We note that H2A.Z+ genes are actually reduced in prediction accuracy, particularly in GM12878. We speculate that this is due to further latent subclasses of H2A.Z-associated regulation. H2A.Z flanks the TSS during transcriptional activation but is evicted during transcript elongation [30, 31], suggesting that a temporal model may be necessary to fully resolve its complex regulatory role. It is also likely that the collection and integration of RNA polymerase II CTD-S2 phosphorylation data (an indicator of paused elongation at H2A.Z-flanked CpG islands [32]) would improve our ability to precisely model this process. Irrespectively, this study has provided an unsupervised framework for identifying these difficult-to-model genes and demonstrated that the occurrence and regulatory signature of promoter bivalency changes significantly following lineage commitment and carcinogenesis. A list of the regulatory classes assigned to each gene across all ENCODE Tier1 cell lines is provided in Additional file 1, demonstrating substantial poised ↔ active plasticity compared to greater stability in DNA methylation-associated silencing. These findings are of particular importance in the context of recent studies linking H2A.Z over-expression to the progression of various cancers [3335].
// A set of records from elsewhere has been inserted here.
use std::fmt;

use super::TextureHandle;

/// Failure reported by a [`Rasterizer`](super::Rasterizer) resource operation.
///
/// Draw calls never fail; only resource creation and upload do.
#[derive(Debug, Clone, PartialEq)]
pub enum RasterError {
    /// Width or height was zero or exceeded the backend limit.
    InvalidSize { width: u32, height: u32 },
    /// The handle does not name a live texture.
    UnknownTexture(TextureHandle),
    /// Pixel buffer length does not match `width × height × bytes_per_pixel`.
    PixelDataMismatch { expected: usize, actual: usize },
    /// Backend-specific failure.
    Backend(String),
}

impl fmt::Display for RasterError {
    fn fmt(&self, f: &mut fmt::Formatter<'_>) -> fmt::Result {
        match self {
            RasterError::InvalidSize { width, height } => {
                write!(f, "invalid texture size {width}×{height}")
            }
            RasterError::UnknownTexture(h) => write!(f, "unknown texture handle {}", h.0),
            RasterError::PixelDataMismatch { expected, actual } => {
                write!(f, "pixel data has {actual} bytes, expected {expected}")
            }
            RasterError::Backend(msg) => write!(f, "rasterizer backend error: {msg}"),
        }
    }
}

impl std::error::Error for RasterError {}
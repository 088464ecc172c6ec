/// Defines the column set once: the flat [`Particle`] record, the column
/// storage and the per-column operations all come from the same list.
macro_rules! particle_columns {
    ($($(#[$doc:meta])* $name:ident: $ty:ty),* $(,)?) => {
        /// One particle, as read from or written to a [`ParticlePool`].
        #[derive(Debug, Copy, Clone, Default, PartialEq)]
        pub struct Particle {
            $($(#[$doc])* pub $name: $ty,)*
        }

        #[derive(Debug, Clone, Default)]
        struct Columns {
            $($name: Vec<$ty>,)*
        }

        /// Mutable view of every live column, each of length `count`.
        pub struct ParticleColumnsMut<'a> {
            $(pub $name: &'a mut [$ty],)*
        }

        impl Columns {
            fn with_capacity(n: usize) -> Self {
                Self { $($name: Vec::with_capacity(n),)* }
            }

            fn reserve_exact(&mut self, additional: usize) {
                $(self.$name.reserve_exact(additional);)*
            }

            fn push(&mut self, p: &Particle) {
                $(self.$name.push(p.$name);)*
            }

            fn insert(&mut self, i: usize, p: &Particle) {
                $(self.$name.insert(i, p.$name);)*
            }

            fn swap_remove(&mut self, i: usize) {
                $(self.$name.swap_remove(i);)*
            }

            fn truncate(&mut self, n: usize) {
                $(self.$name.truncate(n);)*
            }

            fn get(&self, i: usize) -> Particle {
                Particle { $($name: self.$name[i],)* }
            }

            fn view_mut(&mut self) -> ParticleColumnsMut<'_> {
                ParticleColumnsMut { $($name: &mut self.$name,)* }
            }
        }
    };
}

particle_columns! {
    x: f32,
    y: f32,
    /// Emission point, used for radial and tangential acceleration.
    origin_x: f32,
    origin_y: f32,
    vx: f32,
    vy: f32,
    ax: f32,
    ay: f32,
    radial_acceleration: f32,
    tangential_acceleration: f32,
    damping: f32,
    /// Seconds left.
    life: f32,
    /// Seconds at spawn.
    lifetime: f32,
    rotation: f32,
    spin_start: f32,
    spin_end: f32,
    /// Phase of the size ramp at spawn.
    size_offset: f32,
    /// Span of the size ramp covered over the lifetime.
    size_interval: f32,
    quad_index: u32,
}

impl Particle {
    /// Age as a fraction of the lifetime, in [0, 1].
    #[inline]
    pub fn age_fraction(&self) -> f32 {
        if self.lifetime > 0.0 {
            (1.0 - self.life / self.lifetime).clamp(0.0, 1.0)
        } else {
            1.0
        }
    }
}

/// Fixed-capacity structure-of-arrays particle storage.
///
/// Invariant: every column holds exactly `count` live entries and
/// `count <= capacity`.
#[derive(Debug, Clone, Default)]
pub struct ParticlePool {
    cols: Columns,
    count: usize,
    capacity: usize,
}

impl ParticlePool {
    pub fn new(capacity: usize) -> Self {
        Self {
            cols: Columns::with_capacity(capacity),
            count: 0,
            capacity,
        }
    }

    #[inline]
    pub fn count(&self) -> usize {
        self.count
    }

    #[inline]
    pub fn capacity(&self) -> usize {
        self.capacity
    }

    #[inline]
    pub fn is_empty(&self) -> bool {
        self.count == 0
    }

    #[inline]
    pub fn is_full(&self) -> bool {
        self.count >= self.capacity
    }

    /// Changes the capacity. Particles past the new capacity are dropped.
    pub fn set_capacity(&mut self, capacity: usize) {
        if capacity < self.count {
            self.cols.truncate(capacity);
            self.count = capacity;
        } else {
            self.cols.reserve_exact(capacity - self.count);
        }
        self.capacity = capacity;
    }

    /// Appends a particle (drawn last). Returns `false` when full.
    pub fn push(&mut self, p: &Particle) -> bool {
        self.insert(self.count, p)
    }

    /// Inserts at `index`, shifting later particles up one slot. Returns `false` when full.
    ///
    /// `index` is clamped to `count`.
    pub fn insert(&mut self, index: usize, p: &Particle) -> bool {
        if self.is_full() {
            return false;
        }
        let index = index.min(self.count);
        if index == self.count {
            self.cols.push(p);
        } else {
            self.cols.insert(index, p);
        }
        self.count += 1;
        true
    }

    /// Removes `index` by moving the last live particle into it.
    pub fn swap_remove(&mut self, index: usize) {
        if index < self.count {
            self.cols.swap_remove(index);
            self.count -= 1;
        }
    }

    #[inline]
    pub fn get(&self, index: usize) -> Option<Particle> {
        (index < self.count).then(|| self.cols.get(index))
    }

    pub fn clear(&mut self) {
        self.cols.truncate(0);
        self.count = 0;
    }

    /// Decrements every remaining life by `dt` and removes expired particles.
    ///
    /// Walks from the back so a particle moved into a freed slot has already
    /// been aged this pass. Returns how many were removed.
    pub fn age(&mut self, dt: f32) -> usize {
        let before = self.count;
        for i in (0..self.count).rev() {
            self.cols.life[i] -= dt;
            if self.cols.life[i] <= 0.0 {
                self.swap_remove(i);
            }
        }
        before - self.count
    }

    /// Column slices of the live particles.
    #[inline]
    pub fn columns_mut(&mut self) -> ParticleColumnsMut<'_> {
        self.cols.view_mut()
    }

    /// Iterates live particles in draw order.
    pub fn iter(&self) -> impl Iterator<Item = Particle> + '_ {
        (0..self.count).map(|i| self.cols.get(i))
    }
}
use crate::coords::ScissorRect;
use crate::config::RenderConfig;
use crate::paint::{BlendMode, Color};
use crate::tessellate::LineStyle;

/// What `RenderContext::push` saves.
#[derive(Debug, Copy, Clone, Default, Eq, PartialEq, Hash)]
pub enum StackKind {
    /// Only the transform.
    #[default]
    Transform,
    /// The transform plus the whole [`GraphicsState`].
    All,
}

/// Drawing state that `push(StackKind::All)` saves and `pop` restores.
#[derive(Debug, Copy, Clone, PartialEq)]
pub struct GraphicsState {
    pub color: Color,
    pub background: Color,
    pub line_width: f32,
    pub line_style: LineStyle,
    pub point_size: f32,
    pub blend: BlendMode,
    /// Clip rectangle in target pixels; `None` disables clipping.
    pub scissor: Option<ScissorRect>,
}

impl GraphicsState {
    pub fn from_config(config: &RenderConfig) -> Self {
        Self {
            color: Color::white(),
            background: Color::black(),
            line_width: config.line_width,
            line_style: config.line_style,
            point_size: config.point_size,
            blend: BlendMode::Alpha,
            scissor: None,
        }
    }
}

impl Default for GraphicsState {
    fn default() -> Self {
        Self::from_config(&RenderConfig::default())
    }
}
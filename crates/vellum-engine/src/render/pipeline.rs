//! Pipeline construction and the mappings from core types to wgpu.

use bytemuck::{Pod, Zeroable};

use crate::coords::ScissorRect;
use crate::paint::BlendMode;
use crate::raster::{FilterMode, PixelFormat, Vertex};

// ── viewport uniform ──────────────────────────────────────────────────────

#[repr(C)]
#[derive(Debug, Copy, Clone, Pod, Zeroable)]
pub(super) struct ViewportUniform {
    pub viewport: [f32; 2],
    pub _pad: [f32; 2], // 16-byte alignment
}

impl ViewportUniform {
    pub(super) fn new(width: u32, height: u32) -> Self {
        Self {
            viewport: [width.max(1) as f32, height.max(1) as f32],
            _pad: [0.0; 2],
        }
    }
}

// ── vertex layout ─────────────────────────────────────────────────────────

const VERTEX_ATTRS: [wgpu::VertexAttribute; 3] = wgpu::vertex_attr_array![
    0 => Float32x2, // x, y
    1 => Float32x4, // r, g, b, a
    2 => Float32x2  // u, v
];

pub(super) fn vertex_layout() -> wgpu::VertexBufferLayout<'static> {
    wgpu::VertexBufferLayout {
        array_stride: std::mem::size_of::<Vertex>() as u64,
        step_mode: wgpu::VertexStepMode::Vertex,
        attributes: &VERTEX_ATTRS,
    }
}

// ── mappings ──────────────────────────────────────────────────────────────

pub(super) fn texture_format(format: PixelFormat) -> wgpu::TextureFormat {
    match format {
        PixelFormat::Rgba8 => wgpu::TextureFormat::Rgba8Unorm,
        PixelFormat::Rgba16Float => wgpu::TextureFormat::Rgba16Float,
    }
}

pub(super) fn filter_mode(filter: FilterMode) -> wgpu::FilterMode {
    match filter {
        FilterMode::Linear => wgpu::FilterMode::Linear,
        FilterMode::Nearest => wgpu::FilterMode::Nearest,
    }
}

fn component(src: wgpu::BlendFactor, dst: wgpu::BlendFactor) -> wgpu::BlendComponent {
    wgpu::BlendComponent {
        src_factor: src,
        dst_factor: dst,
        operation: wgpu::BlendOperation::Add,
    }
}

/// Fixed-function blend for straight-alpha colors. `None` disables blending.
pub(super) fn blend_state(mode: BlendMode) -> Option<wgpu::BlendState> {
    use wgpu::BlendFactor as F;
    let state = match mode {
        BlendMode::Replace => return None,
        BlendMode::Alpha => wgpu::BlendState {
            color: component(F::SrcAlpha, F::OneMinusSrcAlpha),
            alpha: component(F::One, F::OneMinusSrcAlpha),
        },
        BlendMode::Add => wgpu::BlendState {
            color: component(F::SrcAlpha, F::One),
            alpha: component(F::Zero, F::One),
        },
        BlendMode::Multiply => wgpu::BlendState {
            color: component(F::Dst, F::Zero),
            alpha: component(F::DstAlpha, F::Zero),
        },
        BlendMode::Screen => wgpu::BlendState {
            color: component(F::One, F::OneMinusSrc),
            alpha: component(F::One, F::OneMinusSrcAlpha),
        },
    };
    Some(state)
}

/// Clamps `s` to a `width × height` target. wgpu rejects rects reaching outside it.
pub(super) fn clamp_scissor(s: ScissorRect, (width, height): (u32, u32)) -> ScissorRect {
    let x = s.x.min(width);
    let y = s.y.min(height);
    ScissorRect {
        x,
        y,
        width: s.width.min(width - x),
        height: s.height.min(height - y),
    }
}

// ── pipeline ──────────────────────────────────────────────────────────────

pub(super) fn create_pipeline(
    device: &wgpu::Device,
    layout: &wgpu::PipelineLayout,
    shader: &wgpu::ShaderModule,
    format: wgpu::TextureFormat,
    blend: BlendMode,
) -> wgpu::RenderPipeline {
    log::debug!("WgpuRasterizer: building pipeline for {format:?} / {blend:?}");

    device.create_render_pipeline(&wgpu::RenderPipelineDescriptor {
        label: Some("vellum textured pipeline"),
        layout: Some(layout),

        vertex: wgpu::VertexState {
            module: shader,
            entry_point: Some("vs_main"),
            compilation_options: Default::default(),
            buffers: &[vertex_layout()],
        },

        fragment: Some(wgpu::FragmentState {
            module: shader,
            entry_point: Some("fs_main"),
            compilation_options: Default::default(),
            targets: &[Some(wgpu::ColorTargetState {
                format,
                blend: blend_state(blend),
                write_mask: wgpu::ColorWrites::ALL,
            })],
        }),

        primitive: wgpu::PrimitiveState {
            topology: wgpu::PrimitiveTopology::TriangleList,
            strip_index_format: None,
            front_face: wgpu::FrontFace::Ccw,
            cull_mode: None,
            polygon_mode: wgpu::PolygonMode::Fill,
            unclipped_depth: false,
            conservative: false,
        },

        depth_stencil: None,
        multisample: wgpu::MultisampleState::default(),
        multiview_mask: None,
        cache: None,
    })
}

#[cfg(test)]
mod tests {
    use super::*;

    // ── blend ─────────────────────────────────────────────────────────────

    #[test]
    fn replace_disables_blending() {
        assert!(blend_state(BlendMode::Replace).is_none());
        for mode in BlendMode::ALL.into_iter().filter(|m| *m != BlendMode::Replace) {
            assert!(blend_state(mode).is_some(), "{mode:?}");
        }
    }

    #[test]
    fn multiply_scales_every_channel_by_destination() {
        let s = blend_state(BlendMode::Multiply).unwrap();
        assert_eq!(s.color.src_factor, wgpu::BlendFactor::Dst);
        assert_eq!(s.color.dst_factor, wgpu::BlendFactor::Zero);
        assert_eq!(s.alpha.src_factor, wgpu::BlendFactor::DstAlpha);
    }

    #[test]
    fn alpha_is_straight() {
        let s = blend_state(BlendMode::Alpha).unwrap();
        assert_eq!(s.color.src_factor, wgpu::BlendFactor::SrcAlpha);
        assert_eq!(s.color.dst_factor, wgpu::BlendFactor::OneMinusSrcAlpha);
    }

    #[test]
    fn add_keeps_destination_alpha() {
        let s = blend_state(BlendMode::Add).unwrap();
        assert_eq!(s.alpha.src_factor, wgpu::BlendFactor::Zero);
        assert_eq!(s.alpha.dst_factor, wgpu::BlendFactor::One);
    }

    // ── layout ────────────────────────────────────────────────────────────

    #[test]
    fn vertex_layout_matches_vertex() {
        let l = vertex_layout();
        assert_eq!(l.array_stride, 32);
        let offsets: Vec<u64> = l.attributes.iter().map(|a| a.offset).collect();
        assert_eq!(offsets, [0, 8, 24]);
        assert_eq!(std::mem::size_of::<ViewportUniform>(), 16);
    }

    #[test]
    fn formats_and_filters() {
        assert_eq!(texture_format(PixelFormat::Rgba8), wgpu::TextureFormat::Rgba8Unorm);
        assert_eq!(texture_format(PixelFormat::Rgba16Float), wgpu::TextureFormat::Rgba16Float);
        assert_eq!(filter_mode(FilterMode::Nearest), wgpu::FilterMode::Nearest);
    }

    // ── scissor ───────────────────────────────────────────────────────────

    #[test]
    fn scissor_clamped_to_target() {
        let s = ScissorRect { x: 90, y: 10, width: 50, height: 50 };
        assert_eq!(
            clamp_scissor(s, (100, 40)),
            ScissorRect { x: 90, y: 10, width: 10, height: 30 }
        );
        let outside = ScissorRect { x: 200, y: 0, width: 5, height: 5 };
        assert!(clamp_scissor(outside, (100, 100)).is_empty());
    }
}
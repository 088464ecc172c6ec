use crate::coords::{Rect, Vec2};
use crate::raster::Texture;

/// A rectangular region of a texture, in source pixels.
///
/// Carries the pixel size of the texture it refers to so normalized UVs can be
/// derived without the texture at hand.
#[derive(Debug, Copy, Clone, PartialEq)]
pub struct Quad {
    pub x: f32,
    pub y: f32,
    pub w: f32,
    pub h: f32,
    pub texture_width: f32,
    pub texture_height: f32,
}

impl Quad {
    #[inline]
    pub const fn new(
        x: f32,
        y: f32,
        w: f32,
        h: f32,
        texture_width: f32,
        texture_height: f32,
    ) -> Self {
        Self { x, y, w, h, texture_width, texture_height }
    }

    /// The whole of `texture`.
    #[inline]
    pub fn full(texture: &Texture) -> Self {
        let (w, h) = (texture.width as f32, texture.height as f32);
        Self::new(0.0, 0.0, w, h, w, h)
    }

    /// Region `(x, y, w, h)` of `texture`.
    #[inline]
    pub fn of(texture: &Texture, x: f32, y: f32, w: f32, h: f32) -> Self {
        Self::new(x, y, w, h, texture.width as f32, texture.height as f32)
    }

    #[inline]
    pub fn viewport(&self) -> Rect {
        Rect::new(self.x, self.y, self.w, self.h)
    }

    #[inline]
    pub fn set_viewport(&mut self, x: f32, y: f32, w: f32, h: f32) {
        self.x = x;
        self.y = y;
        self.w = w;
        self.h = h;
    }

    #[inline]
    pub fn size(&self) -> Vec2 {
        Vec2::new(self.w, self.h)
    }

    /// Local corners `(0,0) (w,0) (w,h) (0,h)`.
    #[inline]
    pub fn corners(&self) -> [Vec2; 4] {
        [
            Vec2::new(0.0, 0.0),
            Vec2::new(self.w, 0.0),
            Vec2::new(self.w, self.h),
            Vec2::new(0.0, self.h),
        ]
    }

    /// Normalized texture coordinates in corner order. A zero-sized texture maps to 0.
    pub fn uvs(&self) -> [[f32; 2]; 4] {
        let inv_w = if self.texture_width > 0.0 { 1.0 / self.texture_width } else { 0.0 };
        let inv_h = if self.texture_height > 0.0 { 1.0 / self.texture_height } else { 0.0 };
        let (u0, v0) = (self.x * inv_w, self.y * inv_h);
        let (u1, v1) = ((self.x + self.w) * inv_w, (self.y + self.h) * inv_h);
        [[u0, v0], [u1, v0], [u1, v1], [u0, v1]]
    }
}

#[cfg(test)]
mod tests {
    use super::*;
    use crate::raster::TextureHandle;

    #[test]
    fn uvs_are_normalized() {
        let q = Quad::new(16.0, 0.0, 16.0, 32.0, 64.0, 32.0);
        assert_eq!(q.uvs(), [[0.25, 0.0], [0.5, 0.0], [0.5, 1.0], [0.25, 1.0]]);
    }

    #[test]
    fn full_covers_texture() {
        let t = Texture::new(TextureHandle(1), 8, 4);
        let q = Quad::full(&t);
        assert_eq!(q.uvs()[2], [1.0, 1.0]);
        assert_eq!(q.corners()[2], Vec2::new(8.0, 4.0));
    }

    #[test]
    fn zero_texture_size_does_not_divide_by_zero() {
        let q = Quad::new(1.0, 1.0, 2.0, 2.0, 0.0, 0.0);
        assert!(q.uvs().iter().flatten().all(|c| *c == 0.0));
    }
}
Importantly, previous downstream analyses [912] can be applied to any latent regulatory class-specific gene set in isolation (MMFS+, H2A.Z+, H2A.Z), allowing researchers to investigate regulatory activity specific to a particular chromatin context. Although this study has utilised prior knowledge to structure a decision tree specific to our regulatory context of interest (methylated and bivalent promoters), the approach can be extended to an arbitrary set of epigenetic markers by systematically evaluating all possible tree structures.

Conclusions

Predictive gene expression modelling is an essential tool in computational biology, due to both the critical importance of understanding transcriptional regulation and the current inability to source sufficient proteomics to resolve data on a gene-by-gene basis. However, we believe that previous predictive models designed to explore regulatory activity have been confounded by conditional associations between epigenetic regulators and gene expression within a dynamic chromatin context. This study extends our previous investigation of statistical redundancy between transcription factors and histone modifications [11], which concluded that the principled integration of additional epigenetic variables (e.g. DNA methylation and H2A.Z) would be necessary to effectively model these processes.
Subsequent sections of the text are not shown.